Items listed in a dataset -

Segment Open

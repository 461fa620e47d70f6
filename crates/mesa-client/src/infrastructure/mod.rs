//! Infrastructure layer for the client.
//!
//! # Sub-modules
//!
//! - **`network`** – the TCP connection receptor and its UDP discovery
//!   helper.

pub mod network;
#[tokio::test]
async fn test_duplicate_client_id_drops_the_newcomer() {
    // Arrange
    let (mut hub, seen, addr) = server_hub(true);
    let mut first = RawPlayer::connect(addr).await;
    let mut second = RawPlayer::connect(addr).await;
    assert!(
        pump_until(&mut hub, || first.has(Kind::StateSnapshot)
            && second.has(Kind::StateSnapshot))
        .await
    );
    first.identify("dup").await;
    assert!(
        pump_until(&mut hub, || saw(&seen, |n| n.kind == Kind::ConnectResponse
            && n.client_id.as_deref() == Some("dup")))
        .await
    );

    // Act
    second.identify("dup").await;
    let dropped = pump_until(&mut hub, || second.is_closed()).await;

    // Assert
    assert!(dropped);
    assert!(saw(&seen, |n| n.kind == Kind::Error
        && n.error
            .as_deref()
            .is_some_and(|e| e.contains("duplicate client id 'dup'"))));
    assert!(saw(&seen, |n| n.kind == Kind::Disconnected));
    // The second claim is neither relayed nor published.
    assert_eq!(first.count(Kind::ConnectResponse), 0);
    assert!(!first.is_closed());
}

#[tokio::test]
async fn test_rejected_pending_player_is_closed() {
    // Arrange
    let (mut hub, seen, addr) = server_hub(false);
    let mut player = RawPlayer::connect(addr).await;
    assert!(pump_until(&mut hub, || saw(&seen, |n| n.kind == Kind::StateSnapshot)).await);

    // Act
    hub.enqueue(
        Notification::remote(Kind::Error)
            .with_error("table is full")
            .for_pending_clients(),
    );
    let closed = pump_until(&mut hub, || player.is_closed()).await;

    // Assert
    assert!(closed);
    assert!(!player.has(Kind::Error), "rejection is not sent to the player");
    assert!(saw(&seen, |n| n.kind == Kind::Error
        && n.error.as_deref().is_some_and(|e| e.contains("table is full"))));
    assert!(saw(&seen, |n| n.kind == Kind::Disconnected));
}
impl Server {
    /// Creates a stopped server and subscribes it to local delivery on
    /// `bus`.  Hand it to the hub with [`mesa_core::Hub::attach`].
    pub fn new(bus: Bus, config: ServerConfig) -> Self {
        let id = bus.allocate_id();
        bus.register_local(id);
        let (accepts_tx, accepts_rx) = mpsc::unbounded_channel();
        let (events_tx, events_rx) = mpsc::unbounded_channel();
        Self {
            id,
            bus,
            config,
            listening: None,
            pending: Vec::new(),
            active: Vec::new(),
            next_socket: SocketId::new(1),
            accepts_tx,
            accepts_rx,
            events_tx,
            events_rx,
        }
    }

    pub fn is_started(&self) -> bool {
        self.listening.is_some()
    }

    /// Address the listener is bound to, while started.
    pub fn local_addr(&self) -> Option<SocketAddr> {
        self.listening.as_ref().map(|l| l.local_addr)
    }

    pub fn pending_count(&self) -> usize {
        self.pending.len()
    }

    pub fn active_count(&self) -> usize {
        self.active.len()
    }

    /// Ids of the pending clients that have identified themselves.
    pub fn pending_client_ids(&self) -> Vec<String> {
        identified(&self.pending)
    }

    /// Ids of the active clients that have identified themselves.
    pub fn active_client_ids(&self) -> Vec<String> {
        identified(&self.active)
    }

    /// Opens the listener.  Failure is reported as an `Error` notification
    /// and leaves the server stopped.
    pub fn start(&mut self) {
        if let Err(e) = self.try_start() {
            error!("failed to start server: {e}");
            self.bus.enqueue(Notification::error(Kind::Error, e.to_string()));
        }
    }

    /// Releases the listener and drops every client.
    pub fn stop(&mut self) {
        let Some(listening) = self.listening.take() else {
            error!("server is already stopped");
            return;
        };
        self.bus.deregister_remote(self.id);
        drop(listening);
        let dropped = self.pending.len() + self.active.len();
        self.pending.clear();
        self.active.clear();
        while self.accepts_rx.try_recv().is_ok() {}
        info!("server stopped, {dropped} client(s) dropped");
    }

    fn try_start(&mut self) -> Result<(), ServerError> {
        if self.listening.is_some() {
            return Err(ServerError::AlreadyStarted);
        }
        let ip: IpAddr = self
            .config
            .bind_address
            .parse()
            .map_err(|_| ServerError::InvalidBindAddress(self.config.bind_address.clone()))?;
        let addr = SocketAddr::new(ip, self.config.game_port);
        let bind_failed = |source| ServerError::Bind { addr, source };

        let std_listener = StdTcpListener::bind(addr).map_err(bind_failed)?;
        std_listener.set_nonblocking(true).map_err(bind_failed)?;
        let local_addr = std_listener.local_addr().map_err(bind_failed)?;
        let listener = TcpListener::from_std(std_listener).map_err(bind_failed)?;

        let listener_id = self.next_socket.bump();
        let accept_task = tokio::spawn(accept_loop(listener_id, listener, self.accepts_tx.clone()));

        let announcer = match Announcer::open(
            Announcer::broadcast_target(self.config.announce_port),
            local_addr.port(),
            self.config.tick_interval_ms,
            self.config.announce_interval_ms,
        ) {
            Ok(announcer) => Some(announcer),
            Err(e) => {
                error!("failed to open broadcast socket: {e}");
                None
            }
        };

        self.listening = Some(Listening {
            listener: listener_id,
            local_addr,
            accept_task,
            announcer,
        });
        self.bus.register_remote(self.id);
        info!("server listening on {local_addr}");
        Ok(())
    }

    /// One `TimerTick`: announce if due, then drain I/O completions.
    fn on_tick(&mut self) {
        if let Some(announcer) = self.listening.as_mut().and_then(|l| l.announcer.as_mut()) {
            announcer.tick();
        }
        while let Ok((listener, result)) = self.accepts_rx.try_recv() {
            self.on_accept(listener, result);
        }
        while let Ok((key, event)) = self.events_rx.try_recv() {
            self.on_stream_event(key, event);
        }
    }

    fn on_accept(&mut self, listener: SocketId, result: io::Result<TcpStream>) {
        if self.listening.as_ref().map(|l| l.listener) != Some(listener) {
            trace!("ignoring accept from retired listener {listener}");
            return;
        }
        let tcp = match result {
            Ok(tcp) => tcp,
            Err(e) => {
                warn!("accept failed: {e}");
                return;
            }
        };
        if let Err(e) = tcp.set_nodelay(true) {
            debug!("could not set TCP_NODELAY: {e}");
        }
        let key = self.next_socket.bump();
        let mut stream = Stream::new(key, tcp, self.events_tx.clone());
        stream.start_reading();
        info!("accepted {:?} as pending client {key}", stream.peer_addr());
        self.pending.push(ClientRecord {
            stream,
            id: String::new(),
            decoder: FrameDecoder::new(self.config.max_frame_len, self.config.oversize_policy),
            queue: SendQueue::new(),
            held: Vec::new(),
        });
        self.bus
            .enqueue(Notification::new(Kind::StateSnapshot).for_pending_clients());
    }

    fn on_stream_event(&mut self, key: SocketId, event: StreamEvent) {
        match event {
            StreamEvent::Data(bytes) => self.on_data(key, &bytes),
            StreamEvent::Written => {
                if let Some((client, _)) = self.find_mut(key) {
                    if let Some(bytes) = client.queue.complete() {
                        client.stream.write(bytes);
                    }
                }
            }
            StreamEvent::Closed => self.remove_client(key, ServerError::ConnectionClosed),
            StreamEvent::ReadFailed(e) => self.remove_client(key, ServerError::Receive(e)),
            StreamEvent::WriteFailed(e) => self.remove_client(key, ServerError::Send(e)),
        }
    }

    /// Runs one read through the client's decoder and handles every frame it
    /// completes before looking at the next read.
    fn on_data(&mut self, key: SocketId, bytes: &[u8]) {
        let Some((client, active)) = self.find_mut(key) else {
            trace!("ignoring data for unknown client {key}");
            return;
        };
        let frames = match client.decoder.push(bytes) {
            Ok(frames) => frames,
            Err(e) => {
                self.remove_client(key, e.into());
                return;
            }
        };
        for payload in frames {
            let handled = if active {
                self.on_frame(key, &payload)
            } else {
                self.on_pending_frame(key, payload)
            };
            if let Err(reason) = handled {
                self.remove_client(key, reason);
                return;
            }
        }
    }

    /// A frame from a client still waiting for its snapshot.  Identification
    /// takes effect at once so snapshots can be targeted at it.
    fn on_pending_frame(&mut self, key: SocketId, payload: Vec<u8>) -> Result<(), ServerError> {
        let notification = decode_notification(&payload)?;
        let claimed = match (&notification.kind, notification.client_id.as_deref()) {
            (Kind::ConnectResponse, Some(id)) if !id.is_empty() => Some(id.to_string()),
            _ => None,
        };
        if let Some(claimed) = claimed {
            self.identify(key, &claimed)?;
            self.bus.enqueue(notification.into_inbound());
            return Ok(());
        }
        if let Some(client) = self.pending.iter_mut().find(|c| c.key() == key) {
            client.held.push(payload);
        }
        Ok(())
    }

    fn find_mut(&mut self, key: SocketId) -> Option<(&mut ClientRecord, bool)> {
        if let Some(client) = self.active.iter_mut().find(|c| c.key() == key) {
            return Some((client, true));
        }
        self.pending
            .iter_mut()
            .find(|c| c.key() == key)
            .map(|client| (client, false))
    }

    fn on_frame(&mut self, key: SocketId, payload: &[u8]) -> Result<(), ServerError> {
        let notification = decode_notification(payload)?;
        if notification.kind == Kind::ConnectResponse {
            if let Some(claimed) = notification.client_id.as_deref().filter(|id| !id.is_empty()) {
                self.identify(key, claimed)?;
            }
        }

        let frame = encode_frame(payload)?;
        for other in self.active.iter_mut().filter(|c| c.key() != key) {
            other.send(frame.clone());
        }
        self.bus.enqueue(notification.into_inbound());
        Ok(())
    }

    fn identify(&mut self, key: SocketId, claimed: &str) -> Result<(), ServerError> {
        let taken = self
            .active
            .iter()
            .chain(self.pending.iter())
            .any(|c| c.key() != key && c.id == claimed);
        if taken {
            return Err(ServerError::DuplicateClientId(claimed.to_string()));
        }
        if let Some((client, _)) = self.find_mut(key) {
            info!("client {key} identified as '{claimed}'");
            client.id = claimed.to_string();
        }
        Ok(())
    }

    /// Removes the client from whichever list holds it and reports why.
    /// Unknown keys are ignored.
    fn remove_client(&mut self, key: SocketId, reason: ServerError) {
        let record = if let Some(pos) = self.active.iter().position(|c| c.key() == key) {
            self.active.remove(pos)
        } else if let Some(pos) = self.pending.iter().position(|c| c.key() == key) {
            self.pending.remove(pos)
        } else {
            return;
        };
        let client_id = record.id.clone();
        drop(record);

        warn!("dropping client {key} '{client_id}': {reason}");
        let mut failure =
            Notification::error(Kind::Error, format!("client '{client_id}': {reason}"));
        let mut gone = Notification::new(Kind::Disconnected);
        if !client_id.is_empty() {
            failure = failure.with_client_id(client_id.clone());
            gone = gone.with_client_id(client_id);
        }
        self.bus.enqueue(failure);
        self.bus.enqueue(gone);
    }

    /// Routes a remote-flagged notification to the clients it is meant for.
    fn route(&mut self, notification: &Notification) {
        if self.listening.is_none() {
            debug!("server stopped, dropping outbound {:?}", notification.kind);
            return;
        }
        let wanted = notification.client_id.as_deref();

        if notification.for_pending_clients {
            let (targets, rest): (Vec<ClientRecord>, Vec<ClientRecord>) =
                std::mem::take(&mut self.pending)
                    .into_iter()
                    .partition(|c| c.matches(wanted));
            self.pending = rest;
            if targets.is_empty() {
                warn!("no pending client matches {wanted:?}");
                return;
            }

            if notification.kind == Kind::Error {
                let reason = notification
                    .error
                    .clone()
                    .unwrap_or_else(|| "rejected by server".to_string());
                for client in targets {
                    let key = client.key();
                    // Put it back so removal reports it like any other drop.
                    self.pending.push(client);
                    self.remove_client(key, ServerError::Rejected(reason.clone()));
                }
                return;
            }

            let frame = match frame_notification(notification) {
                Ok(frame) => frame,
                Err(e) => {
                    error!("failed to encode snapshot: {e}");
                    self.pending.extend(targets);
                    return;
                }
            };
            for mut client in targets {
                let key = client.key();
                client.send(frame.clone());
                let held = std::mem::take(&mut client.held);
                info!("client {key} is now active");
                self.active.push(client);
                for payload in held {
                    if let Err(reason) = self.on_frame(key, &payload) {
                        self.remove_client(key, reason);
                        break;
                    }
                }
            }
        } else {
            let frame = match frame_notification(notification) {
                Ok(frame) => frame,
                Err(e) => {
                    error!("failed to encode outbound {:?}: {e}", notification.kind);
                    return;
                }
            };
            for client in self.active.iter_mut().filter(|c| c.matches(wanted)) {
                client.send(frame.clone());
            }
        }
    }
}
use super::{Direction, RejectReason};
use crate::handshake::{HandshakeState, HandshakeTracker, PeerType};
use crate::messages::ConnectMetadata;

/// Everything the detector remembers about a single flow between packets
#[derive(Debug)]
pub struct RtmpFlowState {
    client: HandshakeTracker,
    server: HandshakeTracker,
    metadata: ConnectMetadata,
}

impl RtmpFlowState {
    pub fn new() -> RtmpFlowState {
        RtmpFlowState {
            client: HandshakeTracker::new(PeerType::Client),
            server: HandshakeTracker::new(PeerType::Server),
            metadata: ConnectMetadata::new(),
        }
    }

    pub fn client_state(&self) -> HandshakeState {
        self.client.state()
    }

    pub fn server_state(&self) -> HandshakeState {
        self.server.state()
    }

    pub fn client_bytes_left(&self) -> u16 {
        self.client.bytes_left()
    }

    pub fn server_bytes_left(&self) -> u16 {
        self.server.bytes_left()
    }

    /// Metadata captured from the connect command so far
    pub fn metadata(&self) -> &ConnectMetadata {
        &self.metadata
    }

    /// True once both peers have been watched for as long as they are of interest
    pub fn is_complete(&self) -> bool {
        self.client.is_done() && self.server.is_done()
    }

    /// Feeds bytes observed travelling in `direction` to that direction's tracker
    pub fn process_bytes(&mut self, direction: Direction, bytes: &[u8]) -> Result<(), RejectReason> {
        let result = match direction {
            Direction::FromInitiator => {
                self.client
                    .process_bytes(bytes, self.server.state(), &mut self.metadata)
            }

            Direction::FromResponder => {
                self.server
                    .process_bytes(bytes, self.client.state(), &mut self.metadata)
            }
        };

        result.map_err(|source| RejectReason::Handshake { direction, source })
    }

    /// Moves the captured metadata out of the state, leaving nothing captured behind
    pub fn take_metadata(&mut self) -> ConnectMetadata {
        std::mem::replace(&mut self.metadata, ConnectMetadata::new())
    }

    /// Releases anything captured so far
    pub fn discard_metadata(&mut self) {
        self.metadata.clear();
    }
}

impl Default for RtmpFlowState {
    fn default() -> Self {
        RtmpFlowState::new()
    }
}
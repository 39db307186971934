/*!
This module contains functionality for picking metadata out of the first RTMP message a client
sends after the handshake, which is expected to be a `connect` command.

Only the `swfUrl` and `pageUrl` properties of the command object are captured.  Every other
property is skipped without being decoded.
*/

mod connect;
mod deserialization_errors;

pub use self::connect::{
    extract_connect_properties, read_connect_message, ConnectMetadata, AMF0_COMMAND_TYPE_ID,
};
pub use self::deserialization_errors::ConnectParseError;
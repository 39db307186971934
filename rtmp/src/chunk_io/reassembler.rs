use super::chunk_header::{read_basic_header, ChunkHeaderFormat};
use super::ChunkReadError;
use bytes::{Bytes, BytesMut};
use std::cmp::min;

/// Maximum chunk size in effect before any `SetChunkSize` message has been exchanged
pub const INITIAL_MAX_CHUNK_SIZE: usize = 128;

/// Gathers the body of a message that was split into chunks into one contiguous buffer.
///
/// `input` must be positioned directly after the message's first chunk header.  Every chunk
/// after the first must carry a type 3 basic header on the same chunk stream as the first
/// chunk.  On success `input` is advanced past the last chunk of the message; on failure it is
/// left untouched.
pub fn reassemble_message(
    input: &mut &[u8],
    chunk_stream_id: u32,
    message_length: u32,
) -> Result<Bytes, ChunkReadError> {
    let mut bytes = *input;
    let mut remaining = message_length as usize;

    // The length is peer controlled, so never reserve more than could actually arrive
    let mut body = BytesMut::with_capacity(min(remaining, bytes.len()));

    while remaining > 0 {
        let chunk_length = min(remaining, INITIAL_MAX_CHUNK_SIZE);
        if bytes.len() < chunk_length {
            return Err(ChunkReadError::NotEnoughBytes {
                needed: chunk_length,
                available: bytes.len(),
            });
        }

        body.extend_from_slice(&bytes[..chunk_length]);
        bytes = &bytes[chunk_length..];
        remaining -= chunk_length;

        if remaining > 0 {
            let header = read_basic_header(&mut bytes)?;
            if header.format != ChunkHeaderFormat::Empty {
                return Err(ChunkReadError::InvalidContinuationFormat {
                    format_id: header.format.format_id(),
                });
            }

            if header.chunk_stream_id != chunk_stream_id {
                return Err(ChunkReadError::ChunkStreamIdMismatch {
                    expected: chunk_stream_id,
                    actual: header.chunk_stream_id,
                });
            }
        }
    }

    *input = bytes;
    Ok(body.freeze())
}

Segment Closed

What the task requires - Within the entries above, how many lines contain the word "RejectReason"? State the number only.

Output - 3